▶ [Exercise goal] List each line of the data that holds the string "NativeTarget".

▶ [Task data]
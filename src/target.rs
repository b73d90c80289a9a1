//! Platform emission tables.
//!
//! Everything that differs between the web and cross-platform output lives
//! behind `TargetEmitter`. One table is selected per run; the resolver and the
//! generator never branch on the platform themselves.

use crate::config::Platform;
use crate::imports::named_import;
use crate::style::{
    css_block, format_literal, indent, js_entries, js_object, media_query, Projection,
    StyleFragment, StyleUsage,
};
use crate::tree::{FormatPredicate, ImportSpec, StyleMap};

pub const MERGE_STYLES: &str = "mergeStyles";
pub const MATCH_FORMAT: &str = "matchFormat";
pub const DIMENSIONS_HOOK: &str = "useWindowDimensions";
pub const DIMENSIONS_LOCAL: &str = "__dimensions";
pub const REACT_NATIVE: &str = "react-native";

/// Primitives imported from `react-native` when used as element types.
pub const NATIVE_PRIMITIVES: [&str; 16] = [
    "ActivityIndicator",
    "Button",
    "FlatList",
    "Image",
    "ImageBackground",
    "KeyboardAvoidingView",
    "Modal",
    "Pressable",
    "SafeAreaView",
    "ScrollView",
    "SectionList",
    "Switch",
    "Text",
    "TextInput",
    "TouchableOpacity",
    "View",
];

pub trait TargetEmitter: Send + Sync {
    fn platform(&self) -> Platform;

    fn component_extension(&self) -> &'static str;

    /// Element generated around markup that needs a single styled root.
    fn container_tag(&self) -> &'static str;

    /// Attribute carrying generated class names, if the platform has one.
    fn class_attribute(&self) -> Option<&'static str>;

    /// Whether the root component imports the generated stylesheets.
    fn imports_stylesheets(&self) -> bool;

    fn format_entry(&self, format: &str, predicate: &FormatPredicate, style: &StyleMap) -> Projection;

    fn selector_entry(&self, selector: &str, style: &StyleMap) -> Projection;

    fn static_text_entry(&self, text: &str) -> Projection;

    /// Expression for the `style` attribute, without the surrounding braces.
    fn style_attribute(&self, fragments: &[StyleFragment]) -> Option<String>;

    fn style_usage(&self, fragments: &[StyleFragment]) -> StyleUsage;

    /// Statements a component body needs before any styled markup.
    fn style_prelude(&self, usage: StyleUsage) -> Vec<String>;

    fn style_imports(&self, usage: StyleUsage, runtime_module: &str) -> Vec<ImportSpec>;

    /// Import for a platform primitive used as an element type.
    fn element_import(&self, tag: &str) -> Option<ImportSpec>;
}

pub fn target_for(platform: Platform) -> &'static dyn TargetEmitter {
    static WEB: WebTarget = WebTarget;
    static NATIVE: NativeTarget = NativeTarget;
    match platform {
        Platform::Web => &WEB,
        Platform::CrossPlatform => &NATIVE,
    }
}

// ═══════════════════════════════════════════════════════════════════════════════
// WEB
// ═══════════════════════════════════════════════════════════════════════════════

pub struct WebTarget;

impl TargetEmitter for WebTarget {
    fn platform(&self) -> Platform {
        Platform::Web
    }

    fn component_extension(&self) -> &'static str {
        "jsx"
    }

    fn container_tag(&self) -> &'static str {
        "div"
    }

    fn class_attribute(&self) -> Option<&'static str> {
        Some("className")
    }

    fn imports_stylesheets(&self) -> bool {
        true
    }

    fn format_entry(&self, _format: &str, predicate: &FormatPredicate, style: &StyleMap) -> Projection {
        Projection::Css(css_block(&format!("@media {}", media_query(predicate)), style))
    }

    fn selector_entry(&self, selector: &str, style: &StyleMap) -> Projection {
        Projection::Css(css_block(selector, style))
    }

    fn static_text_entry(&self, text: &str) -> Projection {
        Projection::Css(text.trim().to_string())
    }

    fn style_attribute(&self, fragments: &[StyleFragment]) -> Option<String> {
        if fragments.is_empty() {
            return None;
        }
        let mut parts = vec![];
        for fragment in fragments {
            match fragment {
                StyleFragment::Object(style) => parts.extend(js_entries(style)),
                StyleFragment::Conditional { predicate, style } => {
                    parts.push(format!("...({} ? {} : {{}})", predicate, js_object(style)))
                }
                StyleFragment::FormatGuard {
                    predicate, style, ..
                } => parts.push(format!(
                    "...({}({}, {}) ? {} : {{}})",
                    MATCH_FORMAT,
                    format_literal(predicate),
                    DIMENSIONS_LOCAL,
                    js_object(style)
                )),
                StyleFragment::Dynamic(code) => parts.push(format!("...({})", code)),
            }
        }
        if parts.is_empty() {
            return Some("{}".to_string());
        }
        Some(format!("{{ {} }}", parts.join(", ")))
    }

    fn style_usage(&self, fragments: &[StyleFragment]) -> StyleUsage {
        StyleUsage {
            merge_styles: false,
            match_format: fragments
                .iter()
                .any(|f| matches!(f, StyleFragment::FormatGuard { .. })),
        }
    }

    fn style_prelude(&self, _usage: StyleUsage) -> Vec<String> {
        vec![]
    }

    fn style_imports(&self, _usage: StyleUsage, _runtime_module: &str) -> Vec<ImportSpec> {
        vec![]
    }

    fn element_import(&self, _tag: &str) -> Option<ImportSpec> {
        None
    }
}

// ═══════════════════════════════════════════════════════════════════════════════
// CROSS-PLATFORM
// ═══════════════════════════════════════════════════════════════════════════════

pub struct NativeTarget;

impl TargetEmitter for NativeTarget {
    fn platform(&self) -> Platform {
        Platform::CrossPlatform
    }

    fn component_extension(&self) -> &'static str {
        "js"
    }

    fn container_tag(&self) -> &'static str {
        "View"
    }

    fn class_attribute(&self) -> Option<&'static str> {
        None
    }

    fn imports_stylesheets(&self) -> bool {
        false
    }

    fn format_entry(&self, format: &str, predicate: &FormatPredicate, style: &StyleMap) -> Projection {
        Projection::Runtime(StyleFragment::FormatGuard {
            format: format.to_string(),
            predicate: predicate.clone(),
            style: style.clone(),
        })
    }

    fn selector_entry(&self, _selector: &str, _style: &StyleMap) -> Projection {
        Projection::Dropped
    }

    fn static_text_entry(&self, _text: &str) -> Projection {
        Projection::Dropped
    }

    fn style_attribute(&self, fragments: &[StyleFragment]) -> Option<String> {
        match fragments {
            [] => None,
            [StyleFragment::Object(style)] => Some(js_object(style)),
            _ => {
                let args: Vec<String> = fragments
                    .iter()
                    .map(|fragment| match fragment {
                        StyleFragment::Object(style) => js_object(style),
                        StyleFragment::Conditional { predicate, style } => {
                            format!("({}) && {}", predicate, js_object(style))
                        }
                        StyleFragment::FormatGuard {
                            predicate, style, ..
                        } => format!(
                            "{}({}, {}) && {}",
                            MATCH_FORMAT,
                            format_literal(predicate),
                            DIMENSIONS_LOCAL,
                            js_object(style)
                        ),
                        StyleFragment::Dynamic(code) => code.clone(),
                    })
                    .collect();
                if args.iter().any(|a| a.contains('\n')) {
                    Some(format!(
                        "{}(\n{}\n)",
                        MERGE_STYLES,
                        indent(&args.join(",\n"))
                    ))
                } else {
                    Some(format!("{}({})", MERGE_STYLES, args.join(", ")))
                }
            }
        }
    }

    fn style_usage(&self, fragments: &[StyleFragment]) -> StyleUsage {
        StyleUsage {
            merge_styles: !matches!(fragments, [] | [StyleFragment::Object(_)]),
            match_format: fragments
                .iter()
                .any(|f| matches!(f, StyleFragment::FormatGuard { .. })),
        }
    }

    fn style_prelude(&self, usage: StyleUsage) -> Vec<String> {
        if usage.match_format {
            vec![format!("const {} = {}();", DIMENSIONS_LOCAL, DIMENSIONS_HOOK)]
        } else {
            vec![]
        }
    }

    fn style_imports(&self, usage: StyleUsage, runtime_module: &str) -> Vec<ImportSpec> {
        let mut helpers = vec![];
        if usage.merge_styles {
            helpers.push(MERGE_STYLES);
        }
        if usage.match_format {
            helpers.push(MATCH_FORMAT);
        }
        let mut specs = vec![];
        if !helpers.is_empty() {
            specs.push(named_import(runtime_module, &helpers));
        }
        if usage.match_format {
            specs.push(named_import(REACT_NATIVE, &[DIMENSIONS_HOOK]));
        }
        specs
    }

    fn element_import(&self, tag: &str) -> Option<ImportSpec> {
        NATIVE_PRIMITIVES
            .contains(&tag)
            .then(|| named_import(REACT_NATIVE, &[tag]))
    }
}

#[cfg(test)]
mod tests {
    use super::*;
    use serde_json::json;

    fn map(value: serde_json::Value) -> StyleMap {
        serde_json::from_value(value).unwrap()
    }

    fn wide() -> FormatPredicate {
        FormatPredicate {
            min_width: Some(1024.into()),
            ..Default::default()
        }
    }

    #[test]
    fn test_web_format_is_media_block() {
        let web = target_for(Platform::Web);
        let projection = web.format_entry("wide", &wide(), &map(json!({"width": 30})));
        assert_eq!(
            projection,
            Projection::Css("@media (min-width: 1024px) {\n  width: 30px !important;\n}".into())
        );
    }

    #[test]
    fn test_native_format_is_runtime_guard() {
        let native = target_for(Platform::CrossPlatform);
        let projection = native.format_entry("wide", &wide(), &map(json!({"width": 30})));
        let Projection::Runtime(fragment) = projection else {
            panic!("expected runtime fragment");
        };
        let fragments = vec![fragment];
        assert_eq!(
            native.style_attribute(&fragments).unwrap(),
            "mergeStyles(matchFormat({ minWidth: 1024 }, __dimensions) && { width: 30 })"
        );
        let usage = native.style_usage(&fragments);
        assert!(usage.match_format && usage.merge_styles);
        assert_eq!(
            native.style_prelude(usage),
            vec!["const __dimensions = useWindowDimensions();".to_string()]
        );
    }

    #[test]
    fn test_selector_and_static_text_dropped_on_native() {
        let native = target_for(Platform::CrossPlatform);
        assert_eq!(
            native.selector_entry("&:hover", &map(json!({"opacity": 1}))),
            Projection::Dropped
        );
        assert_eq!(native.static_text_entry(".x {}"), Projection::Dropped);
        let web = target_for(Platform::Web);
        assert_eq!(
            web.static_text_entry(" .x {} "),
            Projection::Css(".x {}".into())
        );
    }

    #[test]
    fn test_web_style_attribute_spreads() {
        let web = target_for(Platform::Web);
        let fragments = vec![
            StyleFragment::Object(map(json!({"color": "red"}))),
            StyleFragment::Conditional {
                predicate: "active".into(),
                style: map(json!({"color": "blue"})),
            },
            StyleFragment::Dynamic("extra".into()),
        ];
        assert_eq!(
            web.style_attribute(&fragments).unwrap(),
            "{ color: \"red\", ...(active ? { color: \"blue\" } : {}), ...(extra) }"
        );
    }

    #[test]
    fn test_native_single_object_skips_merge() {
        let native = target_for(Platform::CrossPlatform);
        let fragments = vec![StyleFragment::Object(map(json!({"flex": 1})))];
        assert_eq!(native.style_attribute(&fragments).unwrap(), "{ flex: 1 }");
        assert_eq!(native.style_usage(&fragments), StyleUsage::default());
        assert!(native.element_import("View").is_some());
        assert!(native.element_import("div").is_none());
    }
}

▶ [Result of the exercise]
    static NATIVE: NativeTarget = NativeTarget;
pub struct NativeTarget;
impl TargetEmitter for NativeTarget {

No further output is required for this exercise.